Austin Cornelio
Congress probably wasn't thinking about food last winter when it voted to send stimulus checks to 130 million U.S. households. President George W. Bush and other leaders hoped the package, amounting to more than $100 billion, would grease the wheels for broad consumer spending, thus lessening the severity of housing's collapse. "The growth package has to be big enough to make a difference in an economy as large and dynamic as ours," Bush said.
As the checks got cashed and consumer prices surged, however, large numbers of Americans spent the money in May and June on such basic needs as food, utilities, and gasoline. Sales at nearly all retailers—save for those selling low-cost food—were dismal. And that's proving to be a source of deep worry for a broad array of retailers of everything from electronics and autos to home furnishings. "There are already too many building material suppliers than there are buyers, and auto dealers who have their parking lots full of SUVs they can't sell," says Brian Bethune, chief U.S. financial economist at Global Insight, a market analysis firm.
The bulk of the money, which started going out in May, has been disbursed, with the last checks already in the mail. Since May 1, the Treasury has pumped out $78 billion as tax rebates and transfers. But U.S. retail sales rose a mere 0.1% in June, after a 0.8% jump in May caused by the stimulus checks, according to the Commerce Dept. Specialty retail and department stores reported dismal sales: Limited Brands' (LTD) sales fell 9% in June and 6% in May, J.C. Penney's (JCP) fell 2.4% and 4.4%, while Abercrombie & Fitch's (ANF) sales declined 3% and 1%, respectively.
Yet at the level of staples, sales have been humming. Wal-Mart Stores (WMT) and warehouse clubs Costco (COST) and BJ's (BJ) have been among the prime beneficiaries. Wal-Mart reported a 6.1% sales increase in June, following a 4% gain in May. Costco posted increases of 9% and 7% in June and May, while BJ's Wholesale Club's sales surged 16.5% and 13.4%, respectively, mostly from perishable food and gasoline. "Overall, our food business continued to be strong," said Jeff Elliott, Costco's finance chief, on a July 10 conference call. "Our fresh foods category showed the strongest results in produce." No wonder that Family Dollar Stores (FDO) recently boosted its space for food at 2,700 of its 6,500 stores, which helped push up June sales 8%.

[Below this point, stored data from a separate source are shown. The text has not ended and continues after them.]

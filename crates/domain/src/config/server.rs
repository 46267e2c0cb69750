use serde::{Deserialize, Serialize};

// ━━━━━━━━━━━━━━━━━━━━━━━━━━━━━━━━━━━━━━━━━━━━━━━━━━━━━━━━━━━━━━━━━━
// Server
// ━━━━━━━━━━━━━━━━━━━━━━━━━━━━━━━━━━━━━━━━━━━━━━━━━━━━━━━━━━━━━━━━━━

#[derive(Debug, Clone, Serialize, Deserialize)]
pub struct ServerConfig {
    #[serde(default = "d_3210")]
    pub port: u16,
    #[serde(default = "d_host")]
    pub host: String,
    #[serde(default)]
    pub cors: CorsConfig,
    /// Optional per-connection rate limit for the HTTP/WS surface.
    #[serde(default)]
    pub rate_limit: Option<RateLimitConfig>,
}

impl Default for ServerConfig {
    fn default() -> Self {
        Self {
            port: 3210,
            host: "127.0.0.1".into(),
            cors: CorsConfig::default(),
            rate_limit: None,
        }
    }
}

#[derive(Debug, Clone, Serialize, Deserialize)]
pub struct RateLimitConfig {
    pub requests_per_second: u32,
    pub burst_size: u32,
}

#[derive(Debug, Clone, Serialize, Deserialize)]
pub struct CorsConfig {
    /// Origins allowed for CORS. Use `["*"]` for permissive (NOT recommended).
    /// Defaults to localhost-only.
    #[serde(default = "d_cors_origins")]
    pub allowed_origins: Vec<String>,
}

impl Default for CorsConfig {
    fn default() -> Self {
        Self {
            allowed_origins: d_cors_origins(),
        }
    }
}

// ── serde default helpers ───────────────────────────────────────────

fn d_3210() -> u16 {
    3210
}
fn d_host() -> String {
    "127.0.0.1".into()
}
fn d_cors_origins() -> Vec<String> {
    vec![
        "http://localhost:*".into(),
        "http://127.0.0.1:*".into(),
    ]
}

The unease among many retailers this summer is compounded by the fact that their own cost for goods and shipping is soaring with high gasoline prices. In the past six months, such chains as Ann Taylor (ANN) and Foot Locker (FL) have closed hundreds of stores. Further cuts could be forthcoming. "Specialty retailers who are already hurting will be in deeper trouble and will have to cut back on capacity, as consumers are being ultraconservative," Bethune predicts.